Aussi il fallait voir comme je me rengorgeais dans ce somptueux équipage ! Il est vrai de dire que mon père, toujours préoccupé par ses idées de solidité et s’imaginant que je grandirais à vue d’œil, avait donné au tailleur ses ordres en conséquence. Le pantalon était d’une hauteur telle, qu’il avait fallu le relever par le bas jusqu’au genou, en attendant que je fusse de taille à en remplir la capacité. Quant à l’habit, il était si raide qu’en le posant sur ses basques, il se fût tenu debout. Mais peu importait ; ma mère s’était écriée en me voyant si propre et si bien vêtu :
— « Mon Dieu ! le joli enfant. » Mon père m’avait regardé avec complaisance, et avait dit en caressant sa moustache :
— « Allons, mon fils commence à devenir un homme ! » Pour moi, je me tâtais curieusement par intervalles, pour m’assurer que j’étais bien le même Michel que devant, et je promenais dans la maison mon habit de gros drap et mon pantalon de daim avec aussi peu d’aisance que si j’eusse été chargé du poids d’une cuirasse et de bottes à l’écuyere.
L’heure du dîner approchait, et je rôdais dans la cuisine, aspirant l’odeur savoureuse des mets, hâtant par mes vœux le moment de se mettre à table. La faim m’avait fait oublier jusqu’à mon riche costume dont j’étais si fier, jusqu’aux incommodités qu’il ne cessait de me causer. Enfin je perdis patience et je demandai à manger ; ma mère me donna un gros morceau de pain, mais rien de plus. Ce n’était pas là mon compte ; je criai, je pleurai. Ma mère me répondit qu’à table j’aurais ce qui me serait nécessaire, et elle me laissa pleurer.
En ce moment une affaire l’appela dehors pour un moment ; je restai seul dans la cuisine en présence du succulent dîner. Il y avait surtout je ne sais quel ragoût qui bouillonnait sur un fourneau, et dont la sauce abondante paraissait devoir fournir un assaisonnement confortable à ma tartine. Je profitai de l’occasion ; je grimpai sur une chaise ; je plongeai mon pain dans la casserole, et je m’empressai de le porter à ma bouche.
Il est imposible d’exprimer l’atroce douleur que je ressentis. J’aurais avalé tous les charbons ardents du fourneau, que je n’eusse pas été plus cruellement brûlé. Je poussai un grand cri ; le pain m’échappa et je tombai du haut de ma chaise en entraînant le ragoût et le vase qui le contenait.
Bienheureux pantalon de cuir qui m’empêcha d’être brûlé jusqu’aux os !
Je restai un moment à terre, tout étourdi et me roulant dans la sauce fumante. La position était peu agréable ; d’ailleurs je compris aussitôt les conséquences funestes de ce qui venait d’arriver. Le meilleur plat du dîner entièrement perdu, mes habits neufs horriblement tachés, ma bouche brûlée : il y avait là plus qu’il n’en fallait pour m’attirer de la part de mon père la correction la plus sévère et la mieux méritée. Je me relevai donc aussi lestement que me le permirent mes souffrances, et je m’enfuis dans le bûcher, où j’allais me cacher d’ordinaire après mes sottises.

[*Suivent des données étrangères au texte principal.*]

//! Gradient-boosted tree ensemble loaded from a LightGBM `dump_model()` JSON
//! artifact. Only binary objectives with numerical `<=` splits are accepted.

use std::{fs, path::Path};

use serde::Deserialize;

use crate::core::features::FEATURE_NAMES;
use crate::core::hash::sha256_hex;
use crate::ml::{Classifier, ModelError};

#[derive(Debug, Deserialize)]
struct RawModel {
    #[serde(default = "default_num_class")]
    num_class: usize,
    objective: String,
    feature_names: Vec<String>,
    tree_info: Vec<RawTree>,
}

fn default_num_class() -> usize {
    1
}

#[derive(Debug, Deserialize)]
struct RawTree {
    tree_structure: RawNode,
}

#[derive(Debug, Deserialize)]
#[serde(untagged)]
enum RawNode {
    Split {
        split_feature: usize,
        threshold: f64,
        #[serde(default = "default_decision_type")]
        decision_type: String,
        #[serde(default = "default_missing_type")]
        missing_type: String,
        #[serde(default)]
        internal_count: f64,
        left_child: Box<RawNode>,
        right_child: Box<RawNode>,
    },
    Leaf {
        leaf_value: f64,
        #[serde(default)]
        leaf_count: f64,
    },
}

fn default_decision_type() -> String {
    "<=".to_string()
}

fn default_missing_type() -> String {
    "None".to_string()
}

#[derive(Debug, Clone)]
pub(crate) enum Node {
    Split {
        feature: usize,
        threshold: f64,
        left: usize,
        right: usize,
        cover: f64,
    },
    Leaf {
        value: f64,
        cover: f64,
    },
}

impl Node {
    pub(crate) fn cover(&self) -> f64 {
        match self {
            Node::Split { cover, .. } | Node::Leaf { cover, .. } => *cover,
        }
    }
}

/// One regression tree flattened into an arena; the root is node 0.
#[derive(Debug, Clone)]
pub(crate) struct Tree {
    pub(crate) nodes: Vec<Node>,
}

impl Tree {
    fn from_raw(raw: &RawNode, num_features: usize) -> Result<Self, ModelError> {
        let mut nodes = Vec::new();
        flatten(raw, num_features, &mut nodes)?;
        Ok(Self { nodes })
    }

    pub(crate) fn predict(&self, x: &[f64]) -> f64 {
        let mut idx = 0;
        loop {
            match &self.nodes[idx] {
                Node::Leaf { value, .. } => return *value,
                Node::Split {
                    feature,
                    threshold,
                    left,
                    right,
                    ..
                } => {
                    idx = if x[*feature] <= *threshold { *left } else { *right };
                }
            }
        }
    }

    /// Cover-weighted mean of the leaves.
    pub(crate) fn expected_value(&self) -> f64 {
        self.conditional_expectation(0, &[], 0)
    }

    /// Expected output when only the features in `known` (bitmask) are fixed to
    /// their values in `x`; unknown splits are averaged by child cover.
    pub(crate) fn conditional_expectation(&self, idx: usize, x: &[f64], known: u32) -> f64 {
        match &self.nodes[idx] {
            Node::Leaf { value, .. } => *value,
            Node::Split {
                feature,
                threshold,
                left,
                right,
                ..
            } => {
                if known & (1 << feature) != 0 {
                    let next = if x[*feature] <= *threshold { *left } else { *right };
                    return self.conditional_expectation(next, x, known);
                }
                let left_cover = self.nodes[*left].cover();
                let right_cover = self.nodes[*right].cover();
                let total = left_cover + right_cover;
                let (wl, wr) = if total > 0.0 {
                    (left_cover / total, right_cover / total)
                } else {
                    (0.5, 0.5)
                };
                wl * self.conditional_expectation(*left, x, known)
                    + wr * self.conditional_expectation(*right, x, known)
            }
        }
    }
}

fn flatten(raw: &RawNode, num_features: usize, nodes: &mut Vec<Node>) -> Result<usize, ModelError> {
    let idx = nodes.len();
    match raw {
        RawNode::Leaf {
            leaf_value,
            leaf_count,
        } => {
            if !leaf_value.is_finite() {
                return Err(ModelError::Format("non-finite leaf value".into()));
            }
            nodes.push(Node::Leaf {
                value: *leaf_value,
                cover: *leaf_count,
            });
        }
        RawNode::Split {
            split_feature,
            threshold,
            decision_type,
            missing_type,
            internal_count,
            left_child,
            right_child,
        } => {
            if *split_feature >= num_features {
                return Err(ModelError::Format(format!(
                    "split on feature {} but model has {} features",
                    split_feature, num_features
                )));
            }
            if decision_type != "<=" {
                return Err(ModelError::Unsupported(format!(
                    "decision type '{}'",
                    decision_type
                )));
            }
            // NaN routing never applies: non-finite inputs are rejected before traversal.
            // Zero-as-missing would route zeros by `default_left`, which is not modelled.
            if missing_type != "None" && missing_type != "NaN" {
                return Err(ModelError::Unsupported(format!(
                    "missing value handling '{}'",
                    missing_type
                )));
            }
            // placeholder, patched once both children have indices
            nodes.push(Node::Leaf {
                value: 0.0,
                cover: 0.0,
            });
            let left = flatten(left_child, num_features, nodes)?;
            let right = flatten(right_child, num_features, nodes)?;
            let cover = if *internal_count > 0.0 {
                *internal_count
            } else {
                nodes[left].cover() + nodes[right].cover()
            };
            nodes[idx] = Node::Split {
                feature: *split_feature,
                threshold: *threshold,
                left,
                right,
                cover,
            };
        }
    }
    Ok(idx)
}

#[derive(Debug, Clone)]
pub struct TreeEnsemble {
    trees: Vec<Tree>,
    feature_names: Vec<String>,
    sigmoid: f64,
    digest: String,
}

impl TreeEnsemble {
    pub fn load(path: &Path) -> Result<Self, ModelError> {
        let bytes = fs::read(path)
            .map_err(|e| ModelError::Load(format!("{}: {}", path.display(), e)))?;
        Self::from_json(&bytes)
    }

    pub fn from_json(bytes: &[u8]) -> Result<Self, ModelError> {
        let raw: RawModel =
            serde_json::from_slice(bytes).map_err(|e| ModelError::Format(e.to_string()))?;

        if raw.num_class != 1 {
            return Err(ModelError::Unsupported(format!(
                "{} output classes; expected a binary model",
                raw.num_class
            )));
        }
        let sigmoid = parse_sigmoid(&raw.objective)?;

        if raw.feature_names.len() != FEATURE_NAMES.len()
            || raw
                .feature_names
                .iter()
                .zip(FEATURE_NAMES)
                .any(|(have, want)| have != want)
        {
            return Err(ModelError::Format(format!(
                "feature schema mismatch: artifact has [{}], extractor produces [{}]",
                raw.feature_names.join(", "),
                FEATURE_NAMES.join(", ")
            )));
        }
        if raw.tree_info.is_empty() {
            return Err(ModelError::Format("model contains no trees".into()));
        }

        let num_features = raw.feature_names.len();
        let trees = raw
            .tree_info
            .iter()
            .map(|t| Tree::from_raw(&t.tree_structure, num_features))
            .collect::<Result<Vec<_>, _>>()?;

        Ok(Self {
            trees,
            feature_names: raw.feature_names,
            sigmoid,
            digest: sha256_hex(bytes),
        })
    }

    pub fn num_features(&self) -> usize {
        self.feature_names.len()
    }

    pub fn num_trees(&self) -> usize {
        self.trees.len()
    }

    /// SHA-256 of the artifact bytes.
    pub fn digest(&self) -> &str {
        &self.digest
    }

    pub(crate) fn trees(&self) -> &[Tree] {
        &self.trees
    }

    /// Raw boosted score (log-odds) before the sigmoid link.
    pub fn margin(&self, features: &[f64]) -> Result<f64, ModelError> {
        self.check_input(features)?;
        Ok(self.trees.iter().map(|t| t.predict(features)).sum())
    }

    pub(crate) fn check_input(&self, features: &[f64]) -> Result<(), ModelError> {
        if features.len() != self.num_features() {
            return Err(ModelError::Shape {
                expected: self.num_features(),
                actual: features.len(),
            });
        }
        if let Some(pos) = features.iter().position(|v| !v.is_finite()) {
            return Err(ModelError::Numeric(format!(
                "feature '{}' is not finite",
                self.feature_names[pos]
            )));
        }
        Ok(())
    }
}

impl Classifier for TreeEnsemble {
    fn predict_proba(&self, features: &[f64]) -> Result<f64, ModelError> {
        let margin = self.margin(features)?;
        let prob = 1.0 / (1.0 + (-self.sigmoid * margin).exp());
        if prob.is_finite() {
            Ok(prob)
        } else {
            Err(ModelError::Numeric(format!("sigmoid of margin {} overflowed", margin)))
        }
    }
}

fn parse_sigmoid(objective: &str) -> Result<f64, ModelError> {
    let mut parts = objective.split_whitespace();
    if parts.next() != Some("binary") {
        return Err(ModelError::Unsupported(format!("objective '{}'", objective)));
    }
    for part in parts {
        if let Some(value) = part.strip_prefix("sigmoid:") {
            return value
                .parse::<f64>()
                .ok()
                .filter(|v| v.is_finite() && *v > 0.0)
                .ok_or_else(|| ModelError::Format(format!("bad sigmoid parameter '{}'", value)));
        }
    }
    Ok(1.0)
}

Celle-ci ne resta pas longtemps secrète ; ma mère, qui rentra quelques instants après, vit tout le désordre de sa cuisine, et il n’était pas facile de méconnaître le véritable auteur du désastre, car ma casquette écarlate était restée sur les lieux, comme pièce de conviction. J’entendis la pauvre femme jeter les hauts cris, faire les plus piteuses doléances sur son dîner. Bientôt la voix irritée de mon père m’appela de manière à faire retentir la maison.
— Michel ! Michel ! disait-il, viens ici, petit drôle, ou tu me le payeras.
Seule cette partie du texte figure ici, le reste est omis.